_Your assignment_: Below are the entries to retype; reproduce each one exactly.

(Stored records)
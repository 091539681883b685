//! Error types for the shopfloor client.
//!
//! [`Error`] is the domain error taxonomy. It is built once, at the
//! repository boundary, and handed unchanged to whatever renders it.

use std::fmt;
use thiserror::Error;

/// The domain error type for shopfloor operations.
#[derive(Debug, Clone, PartialEq, Eq, Error)]
pub enum Error {
    /// The server could not be reached (connect, timeout, broken stream).
    #[error("network error: {0}")]
    Network(#[from] NetworkError),

    /// The server answered with a non-2xx status.
    #[error("API error: {0}")]
    Api(#[from] ApiError),

    /// Anything that could not be classified, including 2xx responses
    /// whose body is empty or not the expected JSON.
    #[error("unknown error: {message}")]
    Unknown { message: String },

    /// Local credential storage failed.
    #[error("storage error: {0}")]
    Dao(#[from] StoreError),

    /// Local validation failed before any request was sent.
    #[error("invalid input: {0}")]
    InvalidInput(#[from] InvalidInputError),
}

impl Error {
    /// Shorthand for [`Error::Unknown`].
    pub fn unknown(message: impl Into<String>) -> Self {
        Error::Unknown {
            message: message.into(),
        }
    }

    /// Returns the HTTP status for API errors.
    pub fn status(&self) -> Option<u16> {
        match self {
            Error::Api(err) => Some(err.status),
            _ => None,
        }
    }

    /// Stable machine code suitable for lookups in a message catalogue.
    pub fn ui_code(&self) -> &str {
        match self {
            Error::Network(_) => "error_network",
            Error::Api(err) => err.code.as_deref().unwrap_or("error_api"),
            Error::Unknown { .. } => "error_unknown",
            Error::Dao(_) => "dao_error",
            Error::InvalidInput(_) => "error_input",
        }
    }

    /// Human-readable message for display to an operator.
    pub fn user_message(&self) -> String {
        match self {
            Error::Network(_) => "No connection to the server".to_string(),
            Error::Api(err) => match err.status {
                401 => "Not authorized".to_string(),
                403 => "Access denied".to_string(),
                404 => err
                    .message
                    .clone()
                    .unwrap_or_else(|| "Resource not found".to_string()),
                status => format!("Server error: {}", status),
            },
            Error::Unknown { .. } => "Unknown error".to_string(),
            Error::Dao(_) => "Local storage error".to_string(),
            Error::InvalidInput(err) => err.to_string(),
        }
    }
}

/// Transport-level failures.
#[derive(Debug, Clone, PartialEq, Eq, Error)]
pub enum NetworkError {
    /// Connection could not be established.
    #[error("connection failed: {message}")]
    Connection { message: String },

    /// Request timed out.
    #[error("request timed out")]
    Timeout,

    /// The connection broke while sending or reading.
    #[error("I/O error: {message}")]
    Io { message: String },
}

/// A non-2xx answer from the server.
///
/// `code` and `message` come from the JSON error body (`code` and `detail`)
/// when the server sent one.
#[derive(Debug, Clone, PartialEq, Eq)]
pub struct ApiError {
    /// HTTP status code.
    pub status: u16,
    /// Machine-readable code from the error body, if any.
    pub code: Option<String>,
    /// Human-readable message from the error body, if any.
    pub message: Option<String>,
}

impl fmt::Display for ApiError {
    fn fmt(&self, f: &mut fmt::Formatter<'_>) -> fmt::Result {
        write!(f, "HTTP {}", self.status)?;
        if let Some(ref code) = self.code {
            write!(f, " [{}]", code)?;
        }
        if let Some(ref message) = self.message {
            write!(f, ": {}", message)?;
        }
        Ok(())
    }
}

impl std::error::Error for ApiError {}

impl ApiError {
    /// Create a new API error.
    pub fn new(status: u16, code: Option<String>, message: Option<String>) -> Self {
        Self {
            status,
            code,
            message,
        }
    }

    /// Check if this is an authentication failure.
    pub fn is_auth_error(&self) -> bool {
        self.status == 401
    }

    /// Check if the server reported the resource as missing.
    pub fn is_not_found(&self) -> bool {
        self.status == 404
    }
}

/// Local credential storage errors.
#[derive(Debug, Clone, PartialEq, Eq, Error)]
pub enum StoreError {
    /// Reading or writing the backing file failed.
    #[error("I/O error: {message}")]
    Io { message: String },

    /// The stored state could not be decoded.
    #[error("corrupt state: {message}")]
    Corrupt { message: String },

    /// An in-process lock was poisoned by a panicking writer.
    #[error("store lock poisoned")]
    Poisoned,
}

impl From<std::io::Error> for StoreError {
    fn from(err: std::io::Error) -> Self {
        StoreError::Io {
            message: err.to_string(),
        }
    }
}

/// Input validation errors.
#[derive(Debug, Clone, PartialEq, Eq, Error)]
pub enum InvalidInputError {
    /// Invalid API base URL.
    #[error("invalid base URL '{value}': {reason}")]
    BaseUrl { value: String, reason: String },

    /// Invalid product serial number.
    #[error("invalid serial number '{value}': {reason}")]
    SerialNumber { value: String, reason: String },

    /// A scanned code that is neither a product nor a registration payload.
    #[error("unrecognised scan payload: {reason}")]
    Scan { reason: String },

    /// A registration was attempted on an already registered device.
    #[error("device is already registered")]
    AlreadyRegistered,

    /// Generic invalid input.
    #[error("invalid input: {message}")]
    Other { message: String },
}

_Worked solution_:
repository 091539681883b685
//! Error types for the shopfloor client.
//!
//! [`Error`] is the domain error taxonomy. It is built once, at the
//! repository boundary, and handed unchanged to whatever renders it.

use std::fmt;
use thiserror::Error;

/// The domain error type for shopfloor operations.
#[derive(Debug, Clone, PartialEq, Eq, Error)]
pub enum Error {
    /// The server could not be reached (connect, timeout, broken stream).
    #[error("network error: {0}")]
    Network(#[from] NetworkError),

    /// The server answered with a non-2xx status.
    #[error("API error: {0}")]
    Api(#[from] ApiError),

    /// Anything that could not be classified, including 2xx responses
    /// whose body is empty or not the expected JSON.
    #[error("unknown error: {message}")]
    Unknown { message: String },

    /// Local credential storage failed.
    #[error("storage error: {0}")]
    Dao(#[from] StoreError),

    /// Local validation failed before any request was sent.
    #[error("invalid input: {0}")]
    InvalidInput(#[from] InvalidInputError),
}

impl Error {
    /// Shorthand for [`Error::Unknown`].
    pub fn unknown(message: impl Into<String>) -> Self {
        Error::Unknown {
            message: message.into(),
        }
    }

    /// Returns the HTTP status for API errors.
    pub fn status(&self) -> Option<u16> {
        match self {
            Error::Api(err) => Some(err.status),
            _ => None,
        }
    }

    /// Stable machine code suitable for lookups in a message catalogue.
    pub fn ui_code(&self) -> &str {
        match self {
            Error::Network(_) => "error_network",
            Error::Api(err) => err.code.as_deref().unwrap_or("error_api"),
            Error::Unknown { .. } => "error_unknown",
            Error::Dao(_) => "dao_error",
            Error::InvalidInput(_) => "error_input",
        }
    }

    /// Human-readable message for display to an operator.
    pub fn user_message(&self) -> String {
        match self {
            Error::Network(_) => "No connection to the server".to_string(),
            Error::Api(err) => match err.status {
                401 => "Not authorized".to_string(),
                403 => "Access denied".to_string(),
                404 => err
                    .message
                    .clone()
                    .unwrap_or_else(|| "Resource not found".to_string()),
                status => format!("Server error: {}", status),
            },
            Error::Unknown { .. } => "Unknown error".to_string(),
            Error::Dao(_) => "Local storage error".to_string(),
            Error::InvalidInput(err) => err.to_string(),
        }
    }
}

/// Transport-level failures.
#[derive(Debug, Clone, PartialEq, Eq, Error)]
pub enum NetworkError {
    /// Connection could not be established.
    #[error("connection failed: {message}")]
    Connection { message: String },

    /// Request timed out.
    #[error("request timed out")]
    Timeout,

    /// The connection broke while sending or reading.
    #[error("I/O error: {message}")]
    Io { message: String },
}

/// A non-2xx answer from the server.
///
/// `code` and `message` come from the JSON error body (`code` and `detail`)
/// when the server sent one.
#[derive(Debug, Clone, PartialEq, Eq)]
pub struct ApiError {
    /// HTTP status code.
    pub status: u16,
    /// Machine-readable code from the error body, if any.
    pub code: Option<String>,
    /// Human-readable message from the error body, if any.
    pub message: Option<String>,
}

impl fmt::Display for ApiError {
    fn fmt(&self, f: &mut fmt::Formatter<'_>) -> fmt::Result {
        write!(f, "HTTP {}", self.status)?;
        if let Some(ref code) = self.code {
            write!(f, " [{}]", code)?;
        }
        if let Some(ref message) = self.message {
            write!(f, ": {}", message)?;
        }
        Ok(())
    }
}

impl std::error::Error for ApiError {}

impl ApiError {
    /// Create a new API error.
    pub fn new(status: u16, code: Option<String>, message: Option<String>) -> Self {
        Self {
            status,
            code,
            message,
        }
    }

    /// Check if this is an authentication failure.
    pub fn is_auth_error(&self) -> bool {
        self.status == 401
    }

    /// Check if the server reported the resource as missing.
    pub fn is_not_found(&self) -> bool {
        self.status == 404
    }
}

/// Local credential storage errors.
#[derive(Debug, Clone, PartialEq, Eq, Error)]
pub enum StoreError {
    /// Reading or writing the backing file failed.
    #[error("I/O error: {message}")]
    Io { message: String },

    /// The stored state could not be decoded.
    #[error("corrupt state: {message}")]
    Corrupt { message: String },

    /// An in-process lock was poisoned by a panicking writer.
    #[error("store lock poisoned")]
    Poisoned,
}

impl From<std::io::Error> for StoreError {
    fn from(err: std::io::Error) -> Self {
        StoreError::Io {
            message: err.to_string(),
        }
    }
}

/// Input validation errors.
#[derive(Debug, Clone, PartialEq, Eq, Error)]
pub enum InvalidInputError {
    /// Invalid API base URL.
    #[error("invalid base URL '{value}': {reason}")]
    BaseUrl { value: String, reason: String },

    /// Invalid product serial number.
    #[error("invalid serial number '{value}': {reason}")]
    SerialNumber { value: String, reason: String },

    /// A scanned code that is neither a product nor a registration payload.
    #[error("unrecognised scan payload: {reason}")]
    Scan { reason: String },

    /// A registration was attempted on an already registered device.
    #[error("device is already registered")]
    AlreadyRegistered,

    /// Generic invalid input.
    #[error("invalid input: {message}")]
    Other { message: String },
}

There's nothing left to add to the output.